私は体を動かすこと以外に、読書も大好きです。
でも、実は読書ってするたびに、後ろめたさを感じてきました。
だって、人が書いてものをただ読んでいるだけで、何にも自分の身にはならないんだもの。
単なる消費者って、社会においては創造者より劣る存在で、賢い生き方をしている人はそんな受動的な生き方はしない、だから読書、特に物語などで時間を潰すことは、賢くないことだと、時間の無駄遣いをしている、と思わずにはいられなかったんです。
でもね、時間の無駄遣いってなんだろう。
無駄遣いじゃない時間の使い方ってなんだろう。
いつも誰かの評価を気にして、賢そうな振る舞いをすることが、賢さを演じることが時間の正しい使い方なんだろうか。
常に創造的で進歩的な自分を目指して、上を目指してギスギスと努力を続けることだけが正しい時間の使い方なんだろうか。
それで本当に誰を幸せにするというんだろう。
最近になってふっとそんなことを思ったんです。最近になるまでそんなことすら考えに至らなかった。
神様に素晴らしい才能を与えられた人は、ノブリスオブリージュじゃないですけれど、社会貢献をするために、社会のために生きる必要もあるいはあるのでしょう。
でも私、よくよく考えたらヒノキの棍棒と旅人の服しか与えられてなかったわ。しかも勇者の属性もなかったわ。世界という劇の中で私に与えられた役割なんて、背景程度のものだし、その程度のものしか与えられてなかったんです。

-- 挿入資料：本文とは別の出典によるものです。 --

//! 表达式检查方法
//!
//! 提供检查表达式属性和状态的方法。

use super::{AggregateSymbol, Constant, ElementSymbol, Expression, Function};

impl Expression {
    /// 变体名称，用于日志和错误信息
    pub fn kind_name(&self) -> &'static str {
        match self {
            Expression::Constant(_) => "Constant",
            Expression::ElementSymbol(_) => "ElementSymbol",
            Expression::Reference(_) => "Reference",
            Expression::Function(_) => "Function",
            Expression::AggregateSymbol(_) => "AggregateSymbol",
            Expression::WindowFunction(_) => "WindowFunction",
            Expression::Array(_) => "Array",
            Expression::CaseExpression(_) => "CaseExpression",
            Expression::SearchedCaseExpression(_) => "SearchedCaseExpression",
            Expression::ScalarSubquery(_) => "ScalarSubquery",
            Expression::AliasSymbol(_) => "AliasSymbol",
            Expression::ExpressionSymbol(_) => "ExpressionSymbol",
            Expression::MultipleElementSymbol(_) => "MultipleElementSymbol",
            Expression::XmlElement(_) => "XmlElement",
            Expression::XmlForest(_) => "XmlForest",
            Expression::XmlQuery(_) => "XmlQuery",
            Expression::XmlCast(_) => "XmlCast",
            Expression::XmlParse(_) => "XmlParse",
            Expression::XmlSerialize(_) => "XmlSerialize",
            Expression::XmlExists(_) => "XmlExists",
        }
    }

    /// 是否为命名符号（可出现在 SELECT 列表中并产生列名）
    pub fn is_symbol(&self) -> bool {
        matches!(
            self,
            Expression::ElementSymbol(_)
                | Expression::AliasSymbol(_)
                | Expression::ExpressionSymbol(_)
                | Expression::MultipleElementSymbol(_)
        )
    }

    pub fn is_constant(&self) -> bool {
        matches!(self, Expression::Constant(_))
    }

    pub fn as_constant(&self) -> Option<&Constant> {
        match self {
            Expression::Constant(constant) => Some(constant),
            _ => None,
        }
    }

    pub fn as_element_symbol(&self) -> Option<&ElementSymbol> {
        match self {
            Expression::ElementSymbol(element) => Some(element),
            _ => None,
        }
    }

    pub fn as_function(&self) -> Option<&Function> {
        match self {
            Expression::Function(function) => Some(function),
            _ => None,
        }
    }

    pub fn as_aggregate(&self) -> Option<&AggregateSymbol> {
        match self {
            Expression::AggregateSymbol(aggregate) => Some(aggregate),
            _ => None,
        }
    }

    /// 是否为引擎插入的隐式函数
    pub fn is_implicit_function(&self) -> bool {
        matches!(self, Expression::Function(function) if function.is_implicit())
    }

    /// 去掉别名/命名包装后的表达式
    pub fn unwrap_symbol(&self) -> &Expression {
        match self {
            Expression::AliasSymbol(alias) => alias.symbol().unwrap_symbol(),
            Expression::ExpressionSymbol(symbol) => symbol.expression().unwrap_symbol(),
            other => other,
        }
    }

    /// 检查表达式是否包含聚合函数（不进入子查询）
    pub fn contains_aggregate(&self) -> bool {
        self.find(&|e| matches!(e, Expression::AggregateSymbol(_))).is_some()
    }
}

#[cfg(test)]
mod tests {
    use super::*;

    #[test]
    fn test_unwrap_symbol() {
        let inner =
            Expression::function("+", vec![Expression::constant(1), Expression::constant(2)]);
        let named = inner.clone().named("expr1").alias("x").expect("合法");
        assert_eq!(named.unwrap_symbol(), &inner);
        assert!(named.is_symbol());
        assert!(!inner.is_symbol());
    }

    #[test]
    fn test_contains_aggregate() {
        let sum =
            Expression::aggregate("SUM", false, Some(Expression::element("e1"))).expect("合法");
        let outer = Expression::function("abs", vec![sum]);
        assert!(outer.contains_aggregate());
        assert!(!Expression::element("e1").contains_aggregate());
        assert_eq!(outer.kind_name(), "Function");
    }
}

どうせその程度しか期待されてないんです。
だったら、無理に勇者になって正しく生きようとしても滑稽なだけじゃない?
それよりは、そんなとるに足りない私のことを大事にできるのも幸せにするのも私くらいしかいないのだから、せめて自分が不幸になって誰かを逆恨みしなくても済むように、自分で自分を幸せにすることこそが、私がすべきことなんじゃないかって。
そう考えたらなんだか肩の力が抜けました。
私がかりそめの楽しさを求めて暇つぶしすることは、別に悪いことじゃないんですよね。
暇つぶしした結果、その時間だけであっても自分が幸せになれるのであれば、それは時間の無駄遣いなんじゃなくて、充実した時間の使い方なんです。誰に負い目を感じる必要もないし、誰にも文句を言われる筋合いはなかったんです。(ていうかそもそも私が暇つぶししたからといって文句を言ってくる人なんていなかったんです。私が勝手にいると思ってビクビクし、私が勝手に私をそう責めていただけ。)
本当に大事なのは自分が楽しいと思えるかどうか。
楽しいと思えることこそ、無駄遣いじゃない時間の使い方なんじゃないかなと、ようやくそんな風に思えました。
というわけで、私はダラダラとだらしなく漫画を読んだり物語を読んだりすることを正々堂々と楽しんでいこうと思います。
実利的な価値のない単なる暇つぶしこそ、大切にしていきます。